Hofer, who passed away at age 87 in 2009, had a long and respected career as an editorial photographer, but art world recognition remained elusive during her lifetime. She certainly had admirers, including the New York Times art critic Hilton Kramer, who hailed her “quality of pure observation” and “serene indifference to the accidental, the sordid, the trashy and the vulgar.” Most curators and critics showed less interest. “At the Museum of Modern Art,” Kramer observed with dismay, “not only has she never had an exhibition—she seems never to have been heard of.”
Those who did know Hofer and her work understood her talent. Celebrated contemporary photographers, including Thomas Struth, Rineke Dijkstra and Alec Soth have also acknowledged her influence. Wider recognition for Hofer’s achievements, however, has been a long time coming.
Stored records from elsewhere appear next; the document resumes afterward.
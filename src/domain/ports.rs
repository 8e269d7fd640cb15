use crate::domain::model::{ExportFormat, RoomLayout};
use crate::utils::error::Result;

pub trait Storage {
    fn read_file(&self, path: &str) -> Result<Vec<u8>>;
    fn write_file(&self, path: &str, data: &[u8]) -> Result<()>;
}

pub trait ConfigProvider {
    fn input_path(&self) -> &str;
    fn output_path(&self) -> &str;
    fn layout(&self) -> RoomLayout;
    fn branch_order(&self) -> &[String];
    fn export_format(&self) -> ExportFormat;
}
//! StudentStore port for student persistence operations.
//!
//! The hosted document database behind this trait is an external
//! collaborator; the core only ever sees the snapshot it returns.

use async_trait::async_trait;

use crate::domain::classroom::Student;
use crate::domain::foundation::{ClassId, DomainError, StudentId};

/// Persistence operations for students.
#[async_trait]
pub trait StudentStore: Send + Sync {
    /// All students of a class.
    async fn students_by_class(&self, class_id: &ClassId) -> Result<Vec<Student>, DomainError>;

    /// Persists a student record.
    async fn save_student(&self, student: &Student) -> Result<(), DomainError>;

    /// Deletes a student. Profile cascade is the caller's responsibility.
    async fn delete_student(&self, student_id: &StudentId) -> Result<(), DomainError>;
}
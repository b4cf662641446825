//! Insight computation configuration.

use serde::Deserialize;

/// Tunable parameters for profile scoring and team formation.
///
/// Display contexts differ on how many top Schwartz values to surface, so
/// the count is configuration rather than a constant.
#[derive(Debug, Clone, Deserialize)]
pub struct InsightsConfig {
    /// How many top Schwartz values a profile keeps.
    #[serde(default = "default_schwartz_top_values")]
    pub schwartz_top_values: usize,

    /// Team size used when the caller does not specify one.
    #[serde(default = "default_group_size")]
    pub default_group_size: usize,
}

fn default_schwartz_top_values() -> usize {
    3
}

fn default_group_size() -> usize {
    4
}

impl Default for InsightsConfig {
    fn default() -> Self {
        Self {
            schwartz_top_values: default_schwartz_top_values(),
            default_group_size: default_group_size(),
        }
    }
}
//! Foundation module - shared value objects for the domain layer.

pub mod errors;
pub mod ids;
pub mod percentage;
pub mod timestamp;

pub use errors::{DomainError, ErrorCode, ValidationError};
pub use ids::{ClassId, ProfileId, StudentId, TeacherId};
pub use percentage::Percentage;
pub use timestamp::Timestamp;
Evelyn Hofer: Eyes on the City marks the first major exhibition of Hofer’s work in the United States in over 50 years.
Hofer worked in an antiquated manner that ran counter to the gritty, spontaneous style of street photography prevalent during the 1960s, a factor that contributed to her critical neglect. Unlike her peer Garry Winogrand, who took thousands of exposures of unwitting subjects with his handheld 35mm camera, Hofer worked with slow deliberateness, used a cumbersome large format 4 x 5 view camera and often scouted locations in advance. She had no interest in recording fleeting moments or chance encounters, as she once noted: “I do not take snapshots. No photographs of moments. That’s out of the question because I use a big camera.”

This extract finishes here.